**INSTRUCTIONS FOR THE TASK**
Word for word, restate the lines from the start of the data below through the line containing "of index order.".

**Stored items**
Segment Open
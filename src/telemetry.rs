use indicatif::{MultiProgress, ProgressBar, ProgressDrawTarget, ProgressStyle};
use tokio::sync::mpsc;
use tokio::task::JoinHandle;

/// Events streamed from a session to its consumer
///
/// Exactly one terminal event (`Done`, `Fail` or `Error`) is sent per session.
/// Everything else may arrive out of index order.
#[derive(Debug, Clone, PartialEq, Eq)]
pub enum SessionEvent {
    /// A worker started trial `index` of `total`
    Progress { index: usize, total: usize },
    /// A sample finished (sample mode only)
    Sample {
        index: usize,
        input: String,
        expected: String,
        actual: String,
        passed: bool,
    },
    /// A generated trial passed (stress mode only)
    Pass { index: usize },
    /// Non-fatal condition, e.g. the oracle failed to build in sample mode
    Warning { message: String },
    /// Terminal: the candidate disagreed with the expected or oracle output
    Fail {
        index: usize,
        input: String,
        expected: String,
        actual: String,
        diagnostic: Option<String>,
    },
    /// Terminal: every trial passed
    Done,
    /// Terminal: the session could not run to completion
    Error { message: String },
}

impl SessionEvent {
    pub fn is_terminal(&self) -> bool {
        matches!(
            self,
            SessionEvent::Fail { .. } | SessionEvent::Done | SessionEvent::Error { .. }
        )
    }
}

/// Statistics aggregated from session events
#[derive(Debug, Default, Clone)]
pub struct ProgressStats {
    pub total: usize,
    pub trials_started: usize,
    pub trials_passed: usize,
    pub warnings: usize,
}

impl ProgressStats {
    pub fn new() -> Self {
        Self::default()
    }

    /// Update stats with a session event
    pub fn update(&mut self, event: &SessionEvent) {
        match event {
            SessionEvent::Progress { total, .. } => {
                self.total = *total;
                self.trials_started += 1;
            }
            SessionEvent::Sample { passed, .. } => {
                if *passed {
                    self.trials_passed += 1;
                }
            }
            SessionEvent::Pass { .. } => {
                self.trials_passed += 1;
            }
            SessionEvent::Warning { .. } => {
                self.warnings += 1;
            }
            // Terminal events carry no counters
            SessionEvent::Fail { .. } | SessionEvent::Done | SessionEvent::Error { .. } => {}
        }
    }
}

/// Consume session events, drawing progress bars unless `quiet`
///
/// The task ends when the channel closes and yields the terminal event, if one
/// arrived.
pub fn spawn_progress_display(
    mut events_rx: mpsc::UnboundedReceiver<SessionEvent>,
    quiet: bool,
) -> JoinHandle<Option<SessionEvent>> {
    let multi_progress = if quiet {
        MultiProgress::with_draw_target(ProgressDrawTarget::hidden())
    } else {
        MultiProgress::new()
    };
    let trials_bar = multi_progress.add(ProgressBar::new(0));
    trials_bar.set_style(
        ProgressStyle::default_bar()
            .template("[{elapsed_precise}] Trials: [{bar:30.cyan/blue}] {pos}/{len} ({percent}%)")
            .unwrap()
            .progress_chars("=>-"),
    );
    let status_bar = multi_progress.add(ProgressBar::new(0));
    status_bar.set_style(
        ProgressStyle::default_bar()
            .template("[{elapsed_precise}] Status: {msg}")
            .unwrap(),
    );

    tokio::spawn(async move {
        let mut stats = ProgressStats::new();
        let mut terminal = None;

        while let Some(event) = events_rx.recv().await {
            stats.update(&event);
            trials_bar.set_length(stats.total as u64);
            trials_bar.set_position(stats.trials_passed as u64);

            match &event {
                SessionEvent::Warning { message } => {
                    let _ = multi_progress.println(format!("warning: {}", message));
                }
                SessionEvent::Sample {
                    index,
                    passed: false,
                    ..
                } => {
                    status_bar.set_message(format!("sample {} failed", index));
                }
                SessionEvent::Progress { .. } => {
                    status_bar.set_message(format!(
                        "{} started, {} passed",
                        stats.trials_started, stats.trials_passed
                    ));
                }
                _ => {}
            }

            if event.is_terminal() {
                terminal = Some(event);
            }
        }

        trials_bar.finish();
        status_bar.finish_with_message(final_status(terminal.as_ref(), &stats));
        terminal
    })
}

/// Status line shown once the session has ended
fn final_status(terminal: Option<&SessionEvent>, stats: &ProgressStats) -> String {
    let status = match terminal {
        Some(SessionEvent::Done) => "all trials passed".to_string(),
        Some(SessionEvent::Fail { index, .. }) => format!("trial {} failed", index),
        Some(SessionEvent::Error { message }) => format!("error: {}", message),
        _ => "stopped".to_string(),
    };
    match stats.warnings {
        0 => status,
        1 => format!("{} (1 warning)", status),
        n => format!("{} ({} warnings)", status, n),
    }
}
Segment Closed
**ANSWER FOR THIS EXERCISE**
filename src/telemetry.rs
use indicatif::{MultiProgress, ProgressBar, ProgressDrawTarget, ProgressStyle};
use tokio::sync::mpsc;
use tokio::task::JoinHandle;

/// Events streamed from a session to its consumer
///
/// Exactly one terminal event (`Done`, `Fail` or `Error`) is sent per session.
/// Everything else may arrive out of index order.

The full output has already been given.